Scalable quantum computing is fundamentally bottlenecked not by qubit count or fabrication yield, but by a rigid temporal mismatch: macroscopic classical coordination latency ($τ_c$) inevitably grows with system diameter, while microscopic quantum coherence ($τ_q$) remains strictly bounded. Beyond a critical scale, this mismatch breaches the classical control light cone, triggering a superlinear geometric penalty ($ε> 0$) that renders monolithic synchronization physically impossible. We formalize the resulting structural phase transition through a governing scaling law, $1+ε> γ$, which mandates modular decomposition and a shift from global unitaries to Local Operations and Classical Communication (LOCC). To manage the resulting resource contention under strict coherence budgets, we introduce a layered semantic architecture and a time-aware Reserve--Commit protocol. By embedding predictive temporal pre-validation, the protocol acts as an architectural semantic classifier: it preemptively aborts transactions that exceed the causal horizon and explicitly converts scheduling-induced failures into location-known erasure metadata, directly relaxing hardware fidelity thresholds for downstream QEC decoders.
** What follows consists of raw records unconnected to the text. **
// ICMP router discovery messages (RFC 1256)

use std::net::Ipv4Addr;

use crate::error::PacketError;

pub const ICMP_ROUTERADVERT: u8 = 9;
pub const ICMP_ROUTERSOLICIT: u8 = 10;

/// Type, code, checksum and the four type-specific bytes
pub const ICMP_HEADER_LEN: usize = 8;
/// Words per (address, preference) pair
pub const ADDR_SIZE: u8 = 2;
const ADDR_ENTRY_LEN: usize = ADDR_SIZE as usize * 4;

#[derive(Debug, Clone, PartialEq, Eq)]
pub struct RouterAdvert {
    /// Seconds the addresses stay valid; zero withdraws them
    pub lifetime: u16,
    /// Router addresses and their preferences as signed on the wire
    pub addrs: Vec<(Ipv4Addr, i32)>,
}

#[derive(Debug, Clone, PartialEq, Eq)]
pub enum RdiscPacket {
    Advert(RouterAdvert),
    Solicit,
}

/// Internet checksum over `data`
pub fn checksum(data: &[u8]) -> u16 {
    let mut sum: u32 = 0;
    for chunk in data.chunks(2) {
        let word = match chunk {
            [hi, lo] => u16::from_be_bytes([*hi, *lo]),
            [hi] => u16::from_be_bytes([*hi, 0]),
            _ => 0,
        };
        sum += u32::from(word);
    }
    while sum >> 16 != 0 {
        sum = (sum & 0xffff) + (sum >> 16);
    }
    !(sum as u16)
}

impl RdiscPacket {
    pub fn to_bytes(&self) -> Vec<u8> {
        let mut buffer = Vec::with_capacity(ICMP_HEADER_LEN);
        match self {
            RdiscPacket::Advert(advert) => {
                buffer.push(ICMP_ROUTERADVERT);
                buffer.push(0);
                buffer.extend_from_slice(&[0, 0]);
                buffer.push(advert.addrs.len() as u8);
                buffer.push(ADDR_SIZE);
                buffer.extend_from_slice(&advert.lifetime.to_be_bytes());
                for (addr, pref) in &advert.addrs {
                    buffer.extend_from_slice(&addr.octets());
                    buffer.extend_from_slice(&pref.to_be_bytes());
                }
            }
            RdiscPacket::Solicit => {
                buffer.push(ICMP_ROUTERSOLICIT);
                buffer.push(0);
                buffer.extend_from_slice(&[0, 0, 0, 0, 0, 0]);
            }
        }
        let sum = checksum(&buffer);
        buffer[2..4].copy_from_slice(&sum.to_be_bytes());
        buffer
    }

    /// Parse an ICMP message, checksum included
    pub fn from_bytes(data: &[u8]) -> Result<Self, PacketError> {
        if data.len() < ICMP_HEADER_LEN {
            return Err(PacketError::Truncated(data.len()));
        }
        if checksum(data) != 0 {
            return Err(PacketError::BadChecksum);
        }
        let (kind, code) = (data[0], data[1]);
        if code != 0 {
            return Err(PacketError::BadIcmpType(kind, code));
        }
        match kind {
            ICMP_ROUTERSOLICIT => Ok(RdiscPacket::Solicit),
            ICMP_ROUTERADVERT => {
                let count = usize::from(data[4]);
                if data[5] != ADDR_SIZE {
                    return Err(PacketError::BadAdvertisement(format!(
                        "address size {}",
                        data[5]
                    )));
                }
                if count == 0 {
                    return Err(PacketError::BadAdvertisement("no addresses".to_string()));
                }
                if data.len() < ICMP_HEADER_LEN + count * ADDR_ENTRY_LEN {
                    return Err(PacketError::Truncated(data.len()));
                }
                let lifetime = u16::from_be_bytes([data[6], data[7]]);
                let addrs = data[ICMP_HEADER_LEN..]
                    .chunks_exact(ADDR_ENTRY_LEN)
                    .take(count)
                    .map(|c| {
                        (
                            Ipv4Addr::new(c[0], c[1], c[2], c[3]),
                            i32::from_be_bytes([c[4], c[5], c[6], c[7]]),
                        )
                    })
                    .collect();
                Ok(RdiscPacket::Advert(RouterAdvert { lifetime, addrs }))
            }
            other => Err(PacketError::BadIcmpType(other, code)),
        }
    }

    /// Parse what a raw ICMP socket returns: the IP header, then the message.
    /// Returns the IP source address with the message.
    pub fn from_datagram(data: &[u8]) -> Result<(Ipv4Addr, Self), PacketError> {
        if data.len() < 20 {
            return Err(PacketError::Truncated(data.len()));
        }
        let ihl = usize::from(data[0] & 0x0f) * 4;
        if ihl < 20 || data.len() < ihl {
            return Err(PacketError::Truncated(data.len()));
        }
        let src = Ipv4Addr::new(data[12], data[13], data[14], data[15]);
        Ok((src, RdiscPacket::from_bytes(&data[ihl..])?))
    }
}

#[cfg(test)]
mod tests {
    use super::*;

    #[test]
    fn test_advert_layout_and_checksum() {
        let packet = RdiscPacket::Advert(RouterAdvert {
            lifetime: 1800,
            addrs: vec![("192.168.1.1".parse().unwrap(), 0)],
        });
        let bytes = packet.to_bytes();
        assert_eq!(bytes.len(), 16);
        assert_eq!(&bytes[..2], &[9, 0]);
        assert_eq!(&bytes[4..8], &[1, 2, 0x07, 0x08]);
        assert_eq!(&bytes[8..12], &[192, 168, 1, 1]);
        assert_eq!(checksum(&bytes), 0);
        assert_eq!(RdiscPacket::from_bytes(&bytes).unwrap(), packet);
    }

    #[test]
    fn test_solicit() {
        let bytes = RdiscPacket::Solicit.to_bytes();
        assert_eq!(bytes.len(), ICMP_HEADER_LEN);
        assert_eq!(RdiscPacket::from_bytes(&bytes).unwrap(), RdiscPacket::Solicit);
    }

    #[test]
    fn test_corrupt_messages() {
        let mut bytes = RdiscPacket::Solicit.to_bytes();
        bytes[4] = 1;
        assert_eq!(RdiscPacket::from_bytes(&bytes), Err(PacketError::BadChecksum));

        let mut echo = vec![8, 0, 0, 0, 0, 0, 0, 0];
        let sum = checksum(&echo);
        echo[2..4].copy_from_slice(&sum.to_be_bytes());
        assert_eq!(RdiscPacket::from_bytes(&echo), Err(PacketError::BadIcmpType(8, 0)));

        let mut bytes = RdiscPacket::Advert(RouterAdvert {
            lifetime: 30,
            addrs: vec![("10.0.0.1".parse().unwrap(), 5)],
        })
        .to_bytes();
        bytes.truncate(12);
        assert!(RdiscPacket::from_bytes(&bytes).is_err());
    }

    #[test]
    fn test_datagram_strips_ip_header() {
        let mut datagram = vec![0u8; 20];
        datagram[0] = 0x45;
        datagram[12..16].copy_from_slice(&[10, 0, 0, 9]);
        datagram.extend_from_slice(&RdiscPacket::Solicit.to_bytes());
        let (src, packet) = RdiscPacket::from_datagram(&datagram).unwrap();
        assert_eq!(src, Ipv4Addr::new(10, 0, 0, 9));
        assert_eq!(packet, RdiscPacket::Solicit);
    }
}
Under near-term transduction targets ($η_{\mathrm{trans}} \sim 0.1$), we project a crossover scale at $N_c \sim 10^5$--$10^6$ physical qubits. This threshold marks a profound architectural convergence: the footprint required for modularity aligns precisely with early fault-tolerant utility, establishing time-aware distributed orchestration, rather than monolithic expansion or centralized classical control, as the physical imperative for utility-scale quantum computing.